She found the rusty handle of a bell amongst the creeper-leaves, and pulled it. A cracked metallic tinkle answered her, but no one came; only a faint sound as of someone pacing to and fro. Then in the street beyond the outer gate a coster began calling to the sky, and in the music of his prayers the sound was lost. The young man with a beard, resembling an artist, came down the path.
“Perhaps you could tell me, sir, if my son is out?”
“I’ve not seen him go out; and I’ve been painting here all the morning.”
Mrs. Pendyce looked with wonder at an easel which stood outside another door a little further on. It seemed to her strange that her son should live in such a place.
“Shall I knock for you?” said the artist. “All these knockers are stiff.”
“If you would be so kind!”
The artist knocked.
“He must be in,” he said. “I haven’t taken my eyes off his door, because I’ve been painting it.”
Mrs. Pendyce gazed at the door.
“I can’t get it,” said the artist. “It’s worrying me to death.”

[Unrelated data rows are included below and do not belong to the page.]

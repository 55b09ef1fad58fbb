//! Configuração do huntdesk carregada a partir de `huntdesk.toml`.
//!
//! A struct [`HuntdeskConfig`] contém todos os parâmetros configuráveis.
//! Valores não presentes no arquivo usam defaults sensíveis.
//! A variável de ambiente `HUNTDESK_STATE` tem precedência sobre `state_path`.

use serde::Deserialize;
use std::path::{Path, PathBuf};

use crate::error::{HuntdeskError, Result};
use crate::stats::{DEFAULT_CHART_EXCLUDED, DEFAULT_NON_SCHEDULE_TAGS};
use crate::workflow::{RuleSpec, Status, TransitionMode, TransitionTable, WorkflowEngine};

/// Nome do arquivo de configuração procurado no diretório atual.
pub const CONFIG_FILE: &str = "huntdesk.toml";

/// Variável de ambiente que sobrescreve o caminho do estado.
pub const STATE_ENV: &str = "HUNTDESK_STATE";

/// Configuração de nível superior carregada de `huntdesk.toml`.
#[derive(Debug, Clone, Deserialize)]
pub struct HuntdeskConfig {
    /// Caminho do arquivo JSON com puzzles, histórico e sessões.
    #[serde(default = "default_state_path")]
    pub state_path: PathBuf,

    /// Como tratar transições que a tabela não oferece.
    #[serde(default)]
    pub transition_mode: TransitionMode,

    /// Códigos de status omitidos do gráfico de evolução.
    #[serde(default = "default_chart_excluded")]
    pub chart_excluded: Vec<String>,

    /// Tags fora do cronograma normal de puzzles.
    #[serde(default = "default_non_schedule_tags")]
    pub non_schedule_tags: Vec<String>,

    /// Tags exibidas como colunas próprias nas estatísticas.
    #[serde(default)]
    pub important_tags: Vec<String>,

    /// Meta de puzzles exibida como linha no gráfico.
    #[serde(default)]
    pub target_puzzle_count: Option<u32>,

    /// Tabela de transições customizada.
    #[serde(default)]
    pub workflow: WorkflowConfig,
}

/// Seção `[workflow]`: substitui a tabela de transições padrão quando
/// `rules` não está vazia.
#[derive(Debug, Clone, Default, Deserialize)]
pub struct WorkflowConfig {
    #[serde(default)]
    pub rules: Vec<RuleSpec>,
}

// Valor padrão para o arquivo de estado: "huntdesk.json".
fn default_state_path() -> PathBuf {
    PathBuf::from("huntdesk.json")
}

// Dead, deferred e initial idea ficam fora do gráfico.
fn default_chart_excluded() -> Vec<String> {
    DEFAULT_CHART_EXCLUDED
        .iter()
        .map(|s| s.code().to_string())
        .collect()
}

// meta, navigation e event.
fn default_non_schedule_tags() -> Vec<String> {
    DEFAULT_NON_SCHEDULE_TAGS
        .iter()
        .map(|s| s.to_string())
        .collect()
}

impl Default for HuntdeskConfig {
    fn default() -> Self {
        Self {
            state_path: default_state_path(),
            transition_mode: TransitionMode::default(),
            chart_excluded: default_chart_excluded(),
            non_schedule_tags: default_non_schedule_tags(),
            important_tags: Vec::new(),
            target_puzzle_count: None,
            workflow: WorkflowConfig::default(),
        }
    }
}

impl HuntdeskConfig {
    /// Carrega a configuração de `path`, ou de `huntdesk.toml` no diretório
    /// atual. Usa valores padrão se o arquivo não existir.
    pub fn load(path: Option<&Path>) -> Result<Self> {
        let path = path.unwrap_or_else(|| Path::new(CONFIG_FILE));
        let mut config = if path.exists() {
            let contents = std::fs::read_to_string(path)?;
            Self::parse(&contents)?
        } else {
            Self::default()
        };

        // Variável de ambiente tem precedência sobre o arquivo de configuração.
        config.apply_state_override(std::env::var(STATE_ENV).ok());
        Ok(config)
    }

    /// Interpreta e valida o conteúdo TOML.
    pub fn parse(contents: &str) -> Result<Self> {
        let config: HuntdeskConfig = toml::from_str(contents)?;
        config.validate()?;
        Ok(config)
    }

    /// Aplica o valor de `HUNTDESK_STATE`, ignorando valores vazios.
    pub fn apply_state_override(&mut self, value: Option<String>) {
        if let Some(path) = value.filter(|p| !p.is_empty()) {
            self.state_path = PathBuf::from(path);
        }
    }

    /// Garante que todo código citado existe no registro de status.
    pub fn validate(&self) -> Result<()> {
        self.chart_excluded_statuses()?;
        self.transition_table()?;
        Ok(())
    }

    pub fn chart_excluded_statuses(&self) -> Result<Vec<Status>> {
        self.chart_excluded
            .iter()
            .map(|code| {
                code.parse::<Status>().map_err(|_| {
                    HuntdeskError::Config(format!("chart_excluded: unknown status code {code:?}"))
                })
            })
            .collect()
    }

    /// A tabela padrão, ou a definida em `[workflow]`.
    pub fn transition_table(&self) -> Result<TransitionTable> {
        if self.workflow.rules.is_empty() {
            return Ok(TransitionTable::default());
        }
        TransitionTable::from_specs(&self.workflow.rules)
    }

    /// Monta o motor de workflow com a tabela e o modo configurados.
    pub fn engine(&self) -> Result<WorkflowEngine> {
        Ok(WorkflowEngine::new(
            self.transition_table()?,
            self.transition_mode,
        ))
    }
}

Mrs. Pendyce looked at him doubtfully.
“Has he no servant?” she said.
“Oh no,” said the artist; “it’s a studio. The light’s all wrong. I wonder if you would mind standing just as you are for one second; it would help me a lot!”

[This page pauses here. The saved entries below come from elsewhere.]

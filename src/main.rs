mod cli;
mod ui;

use anyhow::{Context, Result};
use chrono::{DateTime, Utc};
use clap::Parser;
use cli::{Cli, Command, SessionCommand};

use huntdesk::config::HuntdeskConfig;
use huntdesk::stats::{self, TimeWindow};
use huntdesk::store::TrackerState;
use huntdesk::tracker::Tracker;
use huntdesk::workflow::Status;

fn current_user(cli: &Cli) -> String {
    cli.user
        .clone()
        .or_else(|| std::env::var("USER").ok())
        .filter(|u| !u.is_empty())
        .unwrap_or_else(|| "staff".to_string())
}

fn parse_status(code: &str) -> Result<Status> {
    code.parse::<Status>()
        .with_context(|| format!("'{code}' is not a status code; see `huntdesk statuses`"))
}

fn main() -> Result<()> {
    let cli = Cli::parse();
    huntdesk::logging::init(cli.verbose);

    let mut config =
        HuntdeskConfig::load(cli.config.as_deref()).context("Failed to load configuration")?;
    if let Some(state) = &cli.state {
        config.state_path = state.clone();
    }
    let engine = config.engine().context("Invalid workflow configuration")?;
    let state = TrackerState::load(&config.state_path).with_context(|| {
        format!("Failed to read state from {}", config.state_path.display())
    })?;

    let user = current_user(&cli);
    let now = Utc::now();
    let painter = ui::Painter::default();
    let mut tracker = Tracker::new(engine, state);
    let mut dirty = true;

    match cli.command {
        Command::Statuses => {
            painter.statuses(tracker.engine());
            dirty = false;
        }
        Command::Transitions { code } => {
            painter.transitions(&code, tracker.engine());
            dirty = false;
        }
        Command::New { name } => {
            let id = tracker.create_puzzle(&name, &user, now)?;
            painter.created(id, &name);
            let puzzle = tracker.puzzle(id)?;
            painter.options(&tracker.engine().options_for(puzzle));
        }
        Command::Status { id, code, expect } => {
            let to = parse_status(&code)?;
            let outcome = match expect {
                Some(expected) => {
                    tracker.change_status_if(id, parse_status(&expected)?, to, &user, now)?
                }
                None => tracker.change_status(id, to, &user, now)?,
            };
            painter.outcome(&outcome);
        }
        Command::Comment { id, text, status } => {
            let outcome = tracker.comment_with_status(id, &user, &text, status.as_deref(), now)?;
            painter.outcome(&outcome);
        }
        Command::History { id } => {
            tracker.puzzle(id)?;
            painter.history(&tracker.history(id));
            dirty = false;
        }
        Command::StatusAt { id, at } => {
            let at: DateTime<Utc> = DateTime::parse_from_rfc3339(&at)
                .with_context(|| format!("'{at}' is not an RFC 3339 timestamp"))?
                .with_timezone(&Utc);
            let status = tracker.status_at(id, at)?;
            println!("{} ({})", status.display_name(), status.code());
            dirty = false;
        }
        Command::Inbox => {
            let inbox = stats::inbox(tracker.puzzles(), &user, tracker.engine().table());
            painter.inbox(&user, &inbox);
            dirty = false;
        }
        Command::Stats { time } => {
            let window: TimeWindow = time.parse()?;
            let breakdown = stats::status_breakdown(
                tracker.puzzles(),
                &config.important_tags,
                &config.non_schedule_tags,
            );
            painter.breakdown(&breakdown, &config.important_tags);
            println!();
            let timeline = stats::status_counts_over_time(
                tracker.state().log.entries(),
                &config.chart_excluded_statuses()?,
            )
            .with_target_count(config.target_puzzle_count)
            .clipped(window);
            painter.timeline(&timeline);
            dirty = false;
        }
        Command::Durations => {
            let report = stats::duration_aggregates(tracker.state().log.entries(), now);
            painter.durations(&report);
            dirty = false;
        }
        Command::Editors => {
            painter.workload(&stats::editor_workload(tracker.puzzles()));
            dirty = false;
        }
        Command::Backfill => {
            let progress = ui::BackfillProgress::start(tracker.backfill_len());
            let report = tracker.backfill(|id| progress.tick(id));
            progress.finish();
            painter.backfill_report(&report);
        }
        Command::Subscribe { code, email } => {
            let status = parse_status(&code)?;
            let added = tracker.subscribe(&user, email.as_deref().unwrap_or_default(), status);
            painter.subscribed(status, added);
        }
        Command::Session { action } => match action {
            SessionCommand::Open { puzzle, private } => {
                let id = tracker.open_session(puzzle, &user, !private, now)?;
                painter.ok(&format!("Opened testsolve session #{id}"));
            }
            SessionCommand::Join { session } => {
                if tracker.join_session(session, &user, now)? {
                    painter.ok(&format!("Joined testsolve session #{session}"));
                } else {
                    painter.ok(&format!("Already in testsolve session #{session}"));
                }
            }
            SessionCommand::Guess { session, guess } => {
                let outcome = tracker.guess(session, &user, &guess, now)?;
                painter.guess(&outcome);
            }
            SessionCommand::Joinable { session, joinable } => {
                tracker.set_joinable(session, joinable)?;
                painter.ok(&format!("Session #{session} joinable: {joinable}"));
            }
        },
    }

    if dirty {
        tracker
            .into_state()
            .save(&config.state_path)
            .with_context(|| format!("Failed to save state to {}", config.state_path.display()))?;
    }
    Ok(())
}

He moved back and curved his hand over his eyes, and through Mrs. Pendyce there passed a shiver.
‘Why doesn’t George open the door?’ she thought. ’What—what is this man doing?’
The artist dropped his hand.
“Thanks so much!” he said. “I’ll knock again. There! that would raise the dead!”
And he laughed.
An unreasoning terror seized on Mrs. Pendyce.
“Oh,” she stammered, “I must get in—I must get in!”
She took the knocker herself, and fluttered it against the door.
“You see,” said the artist, “they’re all alike; these knockers are as stiff’ as pokers.”
He again curved his hand over his eyes. Mrs. Pendyce leaned against the door; her knees were trembling violently.
‘What is happening?’ she thought. ’Perhaps he’s only asleep, perhaps——Oh God!’
She beat the knocker with all her force. The door yielded, and in the space stood George. Choking back a sob, Mrs. Pendyce went in. He banged the door behind her.
For a full minute she did not speak, possessed still by that strange terror and by a sort of shame. She did not even look at her son, but cast timid glances round his room. She saw a gallery at the far end, and a conical roof half made of glass. She saw curtains hanging all the gallery length, a table with tea-things and decanters, a round iron stove, rugs on the floor, and a large full-length mirror in the centre of the wall. A silver cup of flowers was reflected in that mirror. Mrs. Pendyce saw that they were dead, and the sense of their vague and nauseating odour was her first definite sensation.